Question about retrievers and metadata filters. I'm trying to use metadata filters to get the correct nodes with a query engine because I'm finding the results are wrong a lot. All of my source documents have a metadata key "source" that contains the URL to the document. I tried the following code to implement it in conjunction with a RetrieverQueryEngine but the results don't appear filtered because I'm still getting back nodes from the wrong documents. Can someone let me know if the code is implemented correctly? filters = MetadataFilters(filters=[ExactMatchFilter(key="source", value="https://msrc.microsoft.com/update-guide/vulnerability/CVE-2023-4351")])

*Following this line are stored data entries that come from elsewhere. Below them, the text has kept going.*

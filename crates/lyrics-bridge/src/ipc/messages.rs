//! Wire messages exchanged with the search worker.
//!
//! Outbound on the request channel:
//!
//! ```json
//! { "title": "Song X", "artist": "Artist Y" }
//! ```
//!
//! Inbound on the result channel:
//!
//! ```json
//! {
//!   "title": "Song X", "artist": "Artist Y",
//!   "lyrics": "...", "url": "...", "album": "...", "release_date": "...",
//!   "request_title": "song x", "request_artist": "artist y"
//! }
//! ```

use crate::domain::correlation::CorrelationKey;
use crate::domain::types::{LyricsSearchResult, SearchRequest};
use serde::{Deserialize, Deserializer, Serialize};

/// Search request as published on the request channel.
#[derive(Debug, Clone, PartialEq, Eq, Serialize, Deserialize)]
pub struct SearchRequestMessage {
    pub title: String,
    pub artist: String,
}

impl From<&SearchRequest> for SearchRequestMessage {
    fn from(request: &SearchRequest) -> Self {
        Self {
            title: request.title().to_string(),
            artist: request.artist().to_string(),
        }
    }
}

impl SearchRequestMessage {
    /// Serialize to the JSON payload published on the wire.
    pub fn encode(&self) -> Result<Vec<u8>, serde_json::Error> {
        serde_json::to_vec(self)
    }
}

/// Optional string field: anything other than a JSON string reads as absent.
fn lenient_string<'de, D>(deserializer: D) -> Result<Option<String>, D::Error>
where
    D: Deserializer<'de>,
{
    match serde_json::Value::deserialize(deserializer)? {
        serde_json::Value::String(value) => Ok(Some(value)),
        _ => Ok(None),
    }
}

/// Search reply as received on the result channel.
///
/// `title` and `artist` are required strings; every other field may be
/// absent, null or of the wrong type, and then reads as `None`.
#[derive(Debug, Clone, PartialEq, Eq, Serialize, Deserialize)]
pub struct ReplyMessage {
    pub title: String,
    pub artist: String,
    #[serde(default, deserialize_with = "lenient_string")]
    pub lyrics: Option<String>,
    #[serde(default, deserialize_with = "lenient_string")]
    pub url: Option<String>,
    #[serde(default, deserialize_with = "lenient_string")]
    pub album: Option<String>,
    #[serde(default, deserialize_with = "lenient_string")]
    pub release_date: Option<String>,
    /// Title as originally requested, echoed by the worker
    #[serde(
        default,
        deserialize_with = "lenient_string",
        skip_serializing_if = "Option::is_none"
    )]
    pub request_title: Option<String>,
    /// Artist as originally requested, echoed by the worker
    #[serde(
        default,
        deserialize_with = "lenient_string",
        skip_serializing_if = "Option::is_none"
    )]
    pub request_artist: Option<String>,
}

impl ReplyMessage {
    /// Decode a raw inbound payload.
    pub fn decode(raw: &[u8]) -> Result<Self, serde_json::Error> {
        serde_json::from_slice(raw)
    }

    /// Key of the request this reply answers.
    ///
    /// The echoed request identity takes precedence over the provider's
    /// (possibly canonicalized) title and artist, field by field.
    pub fn correlation_key(&self) -> CorrelationKey {
        let title = self.request_title.as_deref().unwrap_or(&self.title);
        let artist = self.request_artist.as_deref().unwrap_or(&self.artist);
        CorrelationKey::new(title, artist)
    }

    /// Convert into the result handed to waiting callers.
    pub fn into_result(self) -> LyricsSearchResult {
        LyricsSearchResult {
            title: self.title,
            artist: self.artist,
            lyrics: self.lyrics,
            url: self.url,
            album: self.album,
            release_date: self.release_date,
        }
    }
}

retriever = VectorIndexRetriever(
index=vector_store_indicies['msrc_security_update'],
similarity_top_k=5,
metadata_filters=filters
)
query_engine = RetrieverQueryEngine(
retriever=retriever,
node_postprocessors=[metadata_replace]
)
response = query_engine.query(
"fully explain with details 'CVE-2023-4351'",
)
as a quick update, if I query the chromadb collection directly with the cve string, I get back all the correct nodes: data = collection.query(query_texts = 'Chromium: CVE-2023-4351 Use after free in Network',
n_results=5,
where_document={'$contains': 'CVE-2023-4351'},
include=['metadatas', 'distances'])
so Im wondering if I'm misusing or doing something wrong on the Llama Index side of things? Chroma has the correct node data, but for some reason the Llama Index query_engine isn't returning the correct nodes
@Logan M thanks so much, that seems to have worked. As an FYI, I got the code snippets from the Llama Index chatbot...it seems to give wrong code examples a lot. Although I'm a total newbie, I would be happy to volunteer to do some legwork for the chatbot if it'll help improve its responses.